MNIST Neural Network in Pure RISC-V Assembly
A complete 2-layer MLP for digit classification — matrix multiply, ReLU, argmax, file I/O, and all infrastructure — written entirely in hand-coded RISC-V assembly without any library calls.

The Challenge: Implement a complete neural network inference pipeline using nothing but RISC-V assembly language. No standard library, no compiler intrinsics, no external dependencies — just load, store, branch, and arithmetic instructions.
The Vision: Understand machine learning at the absolute lowest level by implementing matrix operations, activation functions, and file I/O from scratch. Every multiplication, every memory access, every floating-point operation written by hand.
Neural Network Architecture
2-Layer Multi-Layer Perceptron
The network implements a classic 784 → 128 → 10 architecture for MNIST digit classification:
- Input Layer: 784 features (28×28 pixel values)
- Hidden Layer: 128 neurons with ReLU activation
- Output Layer: 10 neurons (one per digit class)
Design Rationale: This architecture balances model capacity with implementation complexity. Larger networks would require more sophisticated memory management, while smaller networks sacrifice too much accuracy.
Fixed-Point Arithmetic
Since RISC-V assembly makes floating-point operations complex, the implementation uses 32-bit fixed-point arithmetic with 16-bit fractional precision:
# Fixed-point multiplication: (a * b) >> 16
mul t0, a0, a1 # 32-bit multiply
srai a0, t0, 16 # Arithmetic right shift for sign preservation
Scaling Strategy: Input pixels scaled to [0, 65535] range, weights pre-scaled during training. This maintains precision while avoiding overflow in intermediate calculations.
Core Mathematical Kernels
Matrix Multiplication Implementation
The core neural network operation implements M×N by N×P matrix multiplication using triple-nested assembly loops with careful register allocation and address calculation optimization.

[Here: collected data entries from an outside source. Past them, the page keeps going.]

//! Domain types for aggregated rights, aggregations and license sharing.
//!
//! Request types are what the transport hands to the workflows. Record types are
//! what the store ports read and write.

use chrono::{DateTime, Utc};
use rust_decimal::Decimal;
use serde::{Deserialize, Serialize};

// ── Metric names ──────────────────────────────────────────────

/// Ordered list of metric names attached to a right.
///
/// Comma-joined only when written to the database or an event payload.
#[derive(Debug, Clone, Default, PartialEq, Eq, Serialize, Deserialize)]
#[serde(transparent)]
pub struct MetricNames(pub Vec<String>);

impl MetricNames {
    pub const SEPARATOR: char = ',';

    /// Split a persisted value. Empty input gives an empty list.
    pub fn parse(joined: &str) -> Self {
        if joined.is_empty() {
            return Self(Vec::new());
        }
        Self(
            joined
                .split(Self::SEPARATOR)
                .map(|s| s.to_string())
                .collect(),
        )
    }

    pub fn join(&self) -> String {
        self.0.join(",")
    }

    pub fn iter(&self) -> impl Iterator<Item = &str> {
        self.0.iter().map(String::as_str)
    }

    pub fn is_empty(&self) -> bool {
        self.0.is_empty()
    }
}

impl From<Vec<String>> for MetricNames {
    fn from(v: Vec<String>) -> Self {
        Self(v)
    }
}

/// Metric definition as returned by the metric catalog.
#[derive(Debug, Clone, PartialEq, Eq, Serialize, Deserialize)]
pub struct Metric {
    pub name: String,
    #[serde(rename = "type")]
    pub metric_type: String,
    #[serde(default)]
    pub description: String,
}

/// Attached files travel as standard base64 strings on the wire.
mod base64_bytes {
    use base64::engine::general_purpose::STANDARD;
    use base64::Engine;
    use serde::{Deserialize, Deserializer, Serializer};

    pub fn serialize<S: Serializer>(bytes: &[u8], s: S) -> Result<S::Ok, S::Error> {
        s.serialize_str(&STANDARD.encode(bytes))
    }

    pub fn deserialize<'de, D: Deserializer<'de>>(d: D) -> Result<Vec<u8>, D::Error> {
        let encoded = String::deserialize(d)?;
        STANDARD
            .decode(encoded.as_bytes())
            .map_err(serde::de::Error::custom)
    }
}

// ── Aggregated rights ─────────────────────────────────────────

/// Create/update request for an aggregated right.
#[derive(Debug, Clone, Default, PartialEq, Serialize, Deserialize)]
#[serde(default)]
pub struct AggregatedRightRequest {
    pub sku: String,
    pub aggregation_id: i32,
    pub scope: String,
    pub metrics: Vec<String>,
    pub num_licenses_acquired: i32,
    pub avg_unit_price: f64,
    pub num_licences_maintenance: i32,
    pub avg_maintenance_unit_price: f64,
    /// Empty string means absent.
    pub start_of_maintenance: String,
    pub end_of_maintenance: String,
    pub ordering_date: String,
    pub comment: String,
    pub corporate_sourcing_contract: String,
    pub software_provider: String,
    pub last_purchased_order: String,
    pub support_numbers: Vec<String>,
    pub maintenance_provider: String,
    pub file_name: String,
    #[serde(with = "base64_bytes")]
    pub file_data: Vec<u8>,
    pub repartition: bool,
}

/// Persisted aggregated right. The attached file blob is stored alongside but
/// is only read through `AggregatedRightStore::get_file_data`.
#[derive(Debug, Clone, PartialEq, Serialize, Deserialize)]
pub struct AggregatedRight {
    pub sku: String,
    pub aggregation_id: i32,
    pub scope: String,
    pub metrics: MetricNames,
    pub num_licenses_acquired: i32,
    pub num_licences_maintenance: i32,
    pub avg_unit_price: Decimal,
    pub avg_maintenance_unit_price: Decimal,
    pub total_purchase_cost: Decimal,
    pub total_maintenance_cost: Decimal,
    pub total_cost: Decimal,
    pub start_of_maintenance: Option<DateTime<Utc>>,
    pub end_of_maintenance: Option<DateTime<Utc>>,
    pub ordering_date: Option<DateTime<Utc>>,
    pub comment: Option<String>,
    pub corporate_sourcing_contract: String,
    pub software_provider: String,
    pub last_purchased_order: String,
    pub support_numbers: Vec<String>,
    pub maintenance_provider: String,
    pub file_name: String,
    pub repartition: bool,
    pub created_by: String,
    pub updated_by: Option<String>,
}

// ── Aggregations ──────────────────────────────────────────────

/// Create/update request for an aggregation. `id` is ignored on create.
#[derive(Debug, Clone, Default, PartialEq, Eq, Serialize, Deserialize)]
#[serde(default)]
pub struct AggregationRequest {
    pub id: i32,
    pub name: String,
    pub scope: String,
    pub product_editor: String,
    pub product_names: Vec<String>,
    pub swidtags: Vec<String>,
}

#[derive(Debug, Clone, PartialEq, Eq, Serialize, Deserialize)]
pub struct Aggregation {
    pub id: i32,
    pub name: String,
    pub scope: String,
    pub product_editor: String,
    pub product_names: Vec<String>,
    pub swidtags: Vec<String>,
    pub created_by: String,
    pub updated_by: Option<String>,
}

#[derive(Debug, Clone, PartialEq, Eq)]
pub struct NewAggregation {
    pub name: String,
    pub scope: String,
    pub product_editor: String,
    pub product_names: Vec<String>,
    pub swidtags: Vec<String>,
    pub created_by: String,
}

/// A product eligible for (or already part of) an aggregation.
#[derive(Debug, Clone, PartialEq, Eq, Serialize, Deserialize)]
pub struct AggregationProduct {
    pub swidtag: String,
    pub product_name: String,
    pub product_editor: String,
    pub product_version: String,
}

// ── Products and plain acquired rights ────────────────────────

#[derive(Debug, Clone, PartialEq, Eq, Serialize, Deserialize)]
pub struct Product {
    pub swidtag: String,
    pub scope: String,
    pub name: String,
    pub editor: String,
    pub version: String,
    pub created_by: String,
}

/// A plain (non-aggregated) acquired right on a single product.
#[derive(Debug, Clone, PartialEq, Serialize, Deserialize)]
pub struct AcqRight {
    pub sku: String,
    pub scope: String,
    pub swidtag: String,
    pub product_name: String,
    pub product_editor: String,
    pub version: String,
    pub metrics: MetricNames,
    pub num_licenses_acquired: i32,
    pub num_licences_maintenance: i32,
    pub avg_unit_price: Decimal,
    pub avg_maintenance_unit_price: Decimal,
    pub created_by: String,
}

impl AcqRight {
    /// Zero-quantity copy for a receiving scope. Exists only so the receiving
    /// scope can reference the product; it represents no purchase.
    pub fn placeholder_for(&self, scope: &str, created_by: &str) -> Self {
        Self {
            sku: self.sku.clone(),
            scope: scope.to_string(),
            swidtag: self.swidtag.clone(),
            product_name: self.product_name.clone(),
            product_editor: self.product_editor.clone(),
            version: self.version.clone(),
            metrics: self.metrics.clone(),
            num_licenses_acquired: 0,
            num_licences_maintenance: 0,
            avg_unit_price: Decimal::ZERO,
            avg_maintenance_unit_price: Decimal::ZERO,
            created_by: created_by.to_string(),
        }
    }
}

// ── License sharing ───────────────────────────────────────────

/// One line of a sharing request: how many licenses a receiving scope should hold.
#[derive(Debug, Clone, PartialEq, Eq, Serialize, Deserialize)]
pub struct SharedLicenseLine {
    pub recipient_scope: String,
    pub shared_licenses: i32,
}

#[derive(Debug, Clone, Default, PartialEq, Eq, Serialize, Deserialize)]
#[serde(default)]
pub struct SharedLicensesRequest {
    pub sku: String,
    pub scope: String,
    pub lines: Vec<SharedLicenseLine>,
}

/// Current share held by one receiving scope.
#[derive(Debug, Clone, PartialEq, Eq, Serialize, Deserialize)]
pub struct ScopeShare {
    pub scope: String,
    pub shared_licenses: i32,
}

/// Headroom summary of a right in its owning scope.
#[derive(Debug, Clone, Default, PartialEq, Eq, Serialize, Deserialize)]
pub struct LicenseSummary {
    pub available_licenses: i32,
    pub total_shared_licenses: i32,
    pub shares: Vec<ScopeShare>,
}

impl LicenseSummary {
    pub fn share_for(&self, scope: &str) -> i32 {
        self.shares
            .iter()
            .find(|s| s.scope == scope)
            .map(|s| s.shared_licenses)
            .unwrap_or(0)
    }
}

/// A ledger write: recorded as given by `owner_scope` and received by `recipient_scope`.
#[derive(Debug, Clone, PartialEq, Eq)]
pub struct LicenseShare {
    pub sku: String,
    pub owner_scope: String,
    pub recipient_scope: String,
    pub shared_licenses: i32,
    pub updated_by: String,
}

// ── Responses ─────────────────────────────────────────────────

#[derive(Debug, Clone, Copy, PartialEq, Eq, Serialize, Deserialize)]
pub struct SuccessResponse {
    pub success: bool,
}

impl SuccessResponse {
    pub fn ok() -> Self {
        Self { success: true }
    }
}

#[derive(Debug, Clone, Copy, PartialEq, Eq, Serialize, Deserialize)]
pub struct AggregationCreated {
    pub success: bool,
    pub id: i32,
}

#[derive(Debug, Clone, PartialEq, Eq, Serialize, Deserialize)]
pub struct FileDownload {
    pub file_name: String,
    #[serde(with = "base64_bytes")]
    pub file_data: Vec<u8>,
}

Memory Layout Strategy: Row-major matrix storage with shift-based address computation avoids costly multiplication instructions. Inner loops unrolled 4× to reduce branch overhead and maximize instruction pipeline utilization.
ReLU Activation Function
Implements f(x) = max(0, x) using efficient branch-based comparison with pointer arithmetic optimization. Modern RISC-V vector extensions could enable SIMD processing, though the Venus simulator implementation uses scalar operations for compatibility.
Argmax Implementation
Finds the index of maximum element for final classification:
argmax:
lw t0, 0(a0) # current max value
li t1, 0 # current max index
li t2, 1 # loop counter
argmax_loop:
lw t3, 4(a0) # load next element
ble t3, t0, no_update # if not greater, skip update
mv t0, t3 # update max value
mv t1, t2 # update max index
no_update:
addi a0, a0, 4 # advance pointer
addi t2, t2, 1 # increment counter
bne t2, a1, argmax_loop # continue if not done
mv a0, t1 # return max index
File I/O System Implementation
Binary File Reading
Implements file reading system calls using Venus simulator’s ECALL interface:
read_matrix:
# Open file
li a7, 1024 # system call number for open
# a0 already contains filename pointer
li a1, 0 # read-only flag
ecall
bltz a0, file_error # check for open failure
# Read matrix dimensions
li a7, 63 # system call number for read
mv a1, s1 # buffer for dimensions
li a2, 8 # read 8 bytes (2 integers)
ecall
# Allocate memory for matrix data
# Read matrix elements
# Close file and return
Error Handling: Comprehensive error checking for file operations, memory allocation, and dimension validation. Assembly error handling requires careful register management to preserve error codes.
Memory Management
Since there’s no malloc, implements a simple heap allocator:
allocate:
# Calculate required bytes: rows * cols * 4
mul t0, a0, a1
slli t0, t0, 2
# Check if enough heap space remaining
la t1, heap_ptr
lw t2, 0(t1) # current heap position
add t3, t2, t0 # new heap position
la t4, heap_end
lw t5, 0(t4)
bgt t3, t5, alloc_error # check overflow
# Update heap pointer and return address
sw t3, 0(t1)
mv a0, t2
jr ra
Limitations: No free operation (acceptable for inference-only workload), no alignment guarantees beyond word boundaries.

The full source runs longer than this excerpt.